Mohiniattam, next by cine artistes Evapavitran (daughter of Guru Kalaimandalam Kshemavathi) along with Usha, Suresh, Balaji and Sujatha, keeping nritta to the minimum in conformity with the tradition, took everybody in the auditorium into realms of elated tranquillity. Presenting Ganesh Vandana, Krishna’s childhood pranks, tillana and mangalam, they appeared to have personified lithe grace and empathetic abhinaya. Krishna Nartan, solo by Sovanabratha Sircar, disciple of Gurus Bipin Singh and Kalavathi Devi, Mandila Nartan in group by Nuthan, Sovan, Tanya and Nikhitha, Pung cholam solo (vibrant body movements, intricate footwork along with playing on the Manipuri drum called pung) and Dasavathara again in group gave the real taste of Manipuri dance.
Odissi, presented by students of Rudraksha Foundation, Bhubaneswar, of Guru Bichitrananda Swain (Lingaraj, Rashmiranjan, Bikaskumar, Sudhamsuranjan, Mamta, Amulya, Rashmi, Sanjuktha and Debasree) marked an engrossingl beginning of the third evening. They presented pure nritta-oriented Mangalacharan, nritta, nritya and natya-oriented pallavi besides Dasavatar before concluding with Talmadhurya. Creating an impression as if the dance figures in ancient sculpture came alive on stage, they made it the most memorable event of the festival like the team from Manipuri.
Then followed a ballet Surasamharam cinematically presented in super fast tempo in Bharatanatyam style by students of all age groups of Sridevi Nrityalaya of Guru Sheela Unnikrishnan, Chennai. Ultimately, it could not be made out whether the Guru followed the Tanjore, Vijhavoor, Pandanallur or the Kalakshetra traditions of Bharatanatyam.
Leena Malakar, disciple of Guru Nandini Singh, along with Poonam, Hari Deb and Anil presented Anjali, Hari Hara Sankara and a Tarana fulfilling all technicalities of Kathak. Executing amad, tukda and teehais with effervescent ebullience, they provided an electrifying finish for the day.
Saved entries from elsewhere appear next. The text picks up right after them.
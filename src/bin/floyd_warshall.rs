//! Prints every shortest path from one source for a few sample graphs.

use algos_paths::graph::{floyd_warshall, AdjacencyMatrix};
use algos_paths::Result;

struct Example {
    vertices: usize,
    source: usize,
    edges: &'static [(usize, usize, f64)],
}

const EXAMPLES: [Example; 5] = [
    // https://www.youtube.com/watch?v=pSqmAO-m7Lk, graph example 2
    Example {
        vertices: 6,
        source: 0,
        edges: &[
            (0, 1, 5.0),
            (0, 2, 1.0),
            (1, 2, 2.0),
            (1, 3, 3.0),
            (1, 4, 20.0),
            (2, 1, 3.0),
            (2, 4, 12.0),
            (3, 2, 3.0),
            (3, 4, 2.0),
            (3, 5, 6.0),
            (4, 5, 1.0),
        ],
    },
    // https://www.youtube.com/watch?v=lyw4FaxrwHg, graph example 1
    Example {
        vertices: 7,
        source: 0,
        edges: &[
            (0, 1, 4.0),
            (0, 6, 2.0),
            (1, 1, -1.0),
            (1, 2, 3.0),
            (2, 3, 3.0),
            (2, 4, 1.0),
            (3, 5, -2.0),
            (4, 5, 2.0),
            (6, 4, 2.0),
        ],
    },
    // same video, graph example 2
    Example {
        vertices: 10,
        source: 0,
        edges: &[
            (0, 1, 5.0),
            (1, 2, 20.0),
            (1, 5, 30.0),
            (1, 6, 60.0),
            (2, 3, 10.0),
            (2, 4, 75.0),
            (3, 2, -15.0),
            (4, 9, 100.0),
            (5, 4, 25.0),
            (5, 6, 5.0),
            (5, 8, 50.0),
            (6, 7, -50.0),
            (7, 8, -10.0),
        ],
    },
    // same video, graph example 3
    Example {
        vertices: 9,
        source: 0,
        edges: &[
            (0, 1, 1.0),
            (1, 2, 1.0),
            (2, 4, 1.0),
            (4, 3, -3.0),
            (3, 2, 1.0),
            (1, 5, 4.0),
            (1, 6, 4.0),
            (5, 6, 5.0),
            (6, 7, 4.0),
            (5, 7, 3.0),
        ],
    },
    // two negative cycles: 6 -> 9 -> 8 -> 6 and the self-loop on 10
    Example {
        vertices: 12,
        source: 1,
        edges: &[
            (0, 1, 1.0),
            (1, 2, 8.0),
            (1, 3, 4.0),
            (1, 4, 1.0),
            (2, 5, 2.0),
            (3, 5, 2.0),
            (4, 3, 2.0),
            (4, 4, 3.0),
            (4, 6, 6.0),
            (5, 2, 1.0),
            (5, 6, 1.0),
            (5, 7, 2.0),
            (6, 9, 1.0),
            (7, 8, 1.0),
            (7, 10, 1.0),
            (8, 6, 3.0),
            (9, 8, -6.0),
            (10, 10, -1.0),
        ],
    },
];

fn main() -> Result<()> {
    for (n, example) in EXAMPLES.iter().enumerate() {
        println!("Example {}", n + 1);
        let matrix = AdjacencyMatrix::from_edges(example.vertices, example.edges)?;
        let result = floyd_warshall(&matrix);
        for report in result.reports_from(example.source)? {
            println!("{}", report);
        }
    }
    Ok(())
}
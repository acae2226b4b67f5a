use log::debug;
use num_traits::Float;
use std::cmp::Ordering;
use std::collections::{BinaryHeap, HashSet};
use std::fmt::Debug;
use std::hash::Hash;

use crate::cs::error::{Error, Result};
use crate::cs::graph::adjacency_list::Graph;
use crate::cs::graph::spanning_tree::MinimumSpanningTree;

/// Entry in the priority queue for Prim's algorithm
#[derive(Copy, Clone, Debug)]
struct Crossing<V, W> {
    vertex: V,
    cost: W,
    parent: V,
}

impl<V: Eq, W: PartialOrd> Eq for Crossing<V, W> {}

impl<V: Eq, W: PartialOrd> PartialEq for Crossing<V, W> {
    fn eq(&self, other: &Self) -> bool {
        self.vertex == other.vertex && self.cost == other.cost
    }
}

impl<V: Eq, W: PartialOrd> PartialOrd for Crossing<V, W> {
    fn partial_cmp(&self, other: &Self) -> Option<Ordering> {
        Some(self.cmp(other))
    }
}

impl<V: Eq, W: PartialOrd> Ord for Crossing<V, W> {
    fn cmp(&self, other: &Self) -> Ordering {
        // Reverse ordering for min-heap
        other
            .cost
            .partial_cmp(&self.cost)
            .unwrap_or(Ordering::Equal)
    }
}

/// Computes the minimum spanning tree (MST) of an undirected graph using
/// Prim's algorithm with a lazy priority queue of crossing edges.
///
/// # Arguments
/// * `graph` - The undirected graph to find the MST in
/// * `start` - The vertex the tree grows from
///
/// # Returns
/// * `Ok(Some(tree))` - The MST, edges listed in the order they were added
/// * `Ok(None)` - If some vertex cannot be reached from `start`
/// * `Err(Error)` - If the graph is directed or `start` is not found
///
/// # Examples
/// ```
/// use algos_paths::cs::graph::{prim, Graph};
///
/// let mut graph = Graph::new_undirected();
/// graph.add_edge(0, 1, 4.0).unwrap();
/// graph.add_edge(0, 2, 2.0).unwrap();
/// graph.add_edge(1, 2, 1.0).unwrap();
///
/// let tree = prim(&graph, &0).unwrap().unwrap();
/// assert_eq!(tree.cost, 3.0);
/// assert_eq!(tree.edges, vec![(0, 2, 2.0), (2, 1, 1.0)]);
/// ```
///
/// # Complexity
/// * Time: O(E log E)
/// * Space: O(V + E)
pub fn prim<V, W>(graph: &Graph<V, W>, start: &V) -> Result<Option<MinimumSpanningTree<V, W>>>
where
    V: Hash + Eq + Copy + Debug,
    W: Float + Debug,
{
    if graph.is_directed() {
        return Err(Error::invalid_input(
            "Prim's algorithm requires an undirected graph",
        ));
    }
    if !graph.has_vertex(start) {
        return Err(Error::VertexNotFound);
    }
    debug!(
        "prim: {} vertices, {} edges, start {:?}",
        graph.vertex_count(),
        graph.edge_count(),
        start
    );

    let target = graph.vertex_count() - 1;
    let mut tree = MinimumSpanningTree::new();
    let mut visited = HashSet::from([*start]);
    let mut heap = BinaryHeap::new();
    for (neighbor, weight) in graph.neighbors(start)? {
        heap.push(Crossing {
            vertex: *neighbor,
            cost: weight,
            parent: *start,
        });
    }

    while tree.len() < target {
        let Some(Crossing {
            vertex,
            cost,
            parent,
        }) = heap.pop()
        else {
            break;
        };
        if !visited.insert(vertex) {
            continue;
        }
        tree.push(parent, vertex, cost);

        for (neighbor, weight) in graph.neighbors(&vertex)? {
            if !visited.contains(neighbor) {
                heap.push(Crossing {
                    vertex: *neighbor,
                    cost: weight,
                    parent: vertex,
                });
            }
        }
    }

    if tree.len() < target {
        debug!(
            "prim: only {} of {} vertices reachable from {:?}",
            visited.len(),
            graph.vertex_count(),
            start
        );
        return Ok(None);
    }
    Ok(Some(tree))
}

#[cfg(test)]
mod tests {
    use super::*;

    fn undirected(edges: &[(usize, usize, f64)]) -> Graph<usize, f64> {
        let mut graph = Graph::new_undirected();
        for &(u, v, w) in edges {
            graph.add_edge(u, v, w).unwrap();
        }
        graph
    }

    #[test]
    fn test_prim_simple_mst() {
        let graph = undirected(&[(0, 1, 1.0), (1, 2, 2.0), (0, 2, 3.0)]);
        let tree = prim(&graph, &0).unwrap().unwrap();
        assert_eq!(tree.cost, 3.0);
        assert_eq!(tree.len(), 2);
    }

    #[test]
    fn test_prim_eight_vertex_graph() {
        // resources/graph_weighted_1
        let graph = undirected(&[
            (0, 1, 10.0),
            (0, 2, 1.0),
            (0, 3, 4.0),
            (1, 2, 3.0),
            (1, 4, 0.0),
            (2, 3, 2.0),
            (2, 5, 8.0),
            (3, 5, 2.0),
            (3, 6, 7.0),
            (4, 5, 1.0),
            (4, 7, 8.0),
            (5, 6, 6.0),
            (5, 7, 9.0),
            (6, 7, 12.0),
        ]);
        let tree = prim(&graph, &0).unwrap().unwrap();
        assert_eq!(tree.cost, 20.0);
        assert_eq!(tree.len(), 7);
        assert_eq!(tree.edges[0], (0, 2, 1.0));
    }

    #[test]
    fn test_prim_matches_kruskal_cost() {
        // resources/graph_weighted_2
        let graph = undirected(&[
            (0, 1, 5.0),
            (1, 2, 4.0),
            (2, 9, 2.0),
            (0, 4, 1.0),
            (0, 3, 4.0),
            (1, 3, 2.0),
            (2, 7, 4.0),
            (2, 8, 1.0),
            (9, 8, 0.0),
            (4, 5, 1.0),
            (5, 6, 7.0),
            (6, 8, 4.0),
            (4, 3, 2.0),
            (5, 3, 5.0),
            (3, 6, 11.0),
            (6, 7, 1.0),
            (3, 7, 2.0),
            (7, 8, 6.0),
        ]);
        let tree = prim(&graph, &0).unwrap().unwrap();
        assert_eq!(tree.cost, 14.0);
        assert_eq!(tree.len(), 9);
    }

    #[test]
    fn test_prim_directed_graph() {
        let mut graph = Graph::new();
        graph.add_edge(0, 1, 1.0).unwrap();

        assert!(matches!(
            prim(&graph, &0),
            Err(Error::InvalidInput(_))
        ));
    }

    #[test]
    fn test_prim_disconnected_graph() {
        let mut graph = undirected(&[(0, 1, 1.0)]);
        graph.add_vertex(2);
        assert_eq!(prim(&graph, &0).unwrap(), None);
    }

    #[test]
    fn test_prim_negative_weights() {
        let graph = undirected(&[(0, 1, -1.0), (1, 2, 3.0), (0, 2, 2.0)]);
        let tree = prim(&graph, &0).unwrap().unwrap();
        assert_eq!(tree.cost, 1.0);
    }

    #[test]
    fn test_prim_non_finite_weight_rejected() {
        let mut graph = undirected(&[(1, 2, 1.0)]);
        assert!(matches!(
            graph.add_edge(0, 1, f64::NAN),
            Err(Error::InvalidInput(_))
        ));
        assert!(matches!(
            graph.add_edge(0, 1, f64::NEG_INFINITY),
            Err(Error::InvalidInput(_))
        ));
        // 0 was never added, so the tree only spans 1 and 2
        let tree = prim(&graph, &1).unwrap().unwrap();
        assert_eq!(tree.cost, 1.0);
        assert_eq!(tree.edges, vec![(1, 2, 1.0)]);
    }

    #[test]
    fn test_prim_vertex_not_found() {
        let graph: Graph<i32, f64> = Graph::new_undirected();
        assert!(matches!(prim(&graph, &0), Err(Error::VertexNotFound)));
    }

    #[test]
    fn test_prim_single_vertex() {
        let mut graph: Graph<i32, f64> = Graph::new_undirected();
        graph.add_vertex(4);
        let tree = prim(&graph, &4).unwrap().unwrap();
        assert!(tree.is_empty());
    }

    #[test]
    fn test_prim_large_graph() {
        let mut graph = Graph::new_undirected();
        // Create a circular graph with 1000 vertices
        for i in 0..999 {
            graph.add_edge(i, i + 1, 1.0).unwrap();
        }
        graph.add_edge(999, 0, 1.0).unwrap();

        let tree = prim(&graph, &0).unwrap().unwrap();
        assert_eq!(tree.cost, 999.0);
        assert_eq!(tree.len(), 999);
    }
}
Solo presentation of Kamakshi of Dikshitar (Ragamalika) by Satya Sai Jyothi in the expert company her guru Hari Rama Murty (Principal, Kuchipudi Kalakshetra, an offshoot of Kuchipudi Art Academy of Vempati China Satyam at Chennai) with cymbals, Kanthilal on mridangam and Satyavishal on violin marked the beginning of the final day. Then followed Kiraathaarjuneeyam ballet presented by Guru Kalamandalam Murali and his troupe from Uma Memorial Kathakali Kalaalayam, Kolkata. Only these two presentations had live music and nattuvangam on stage.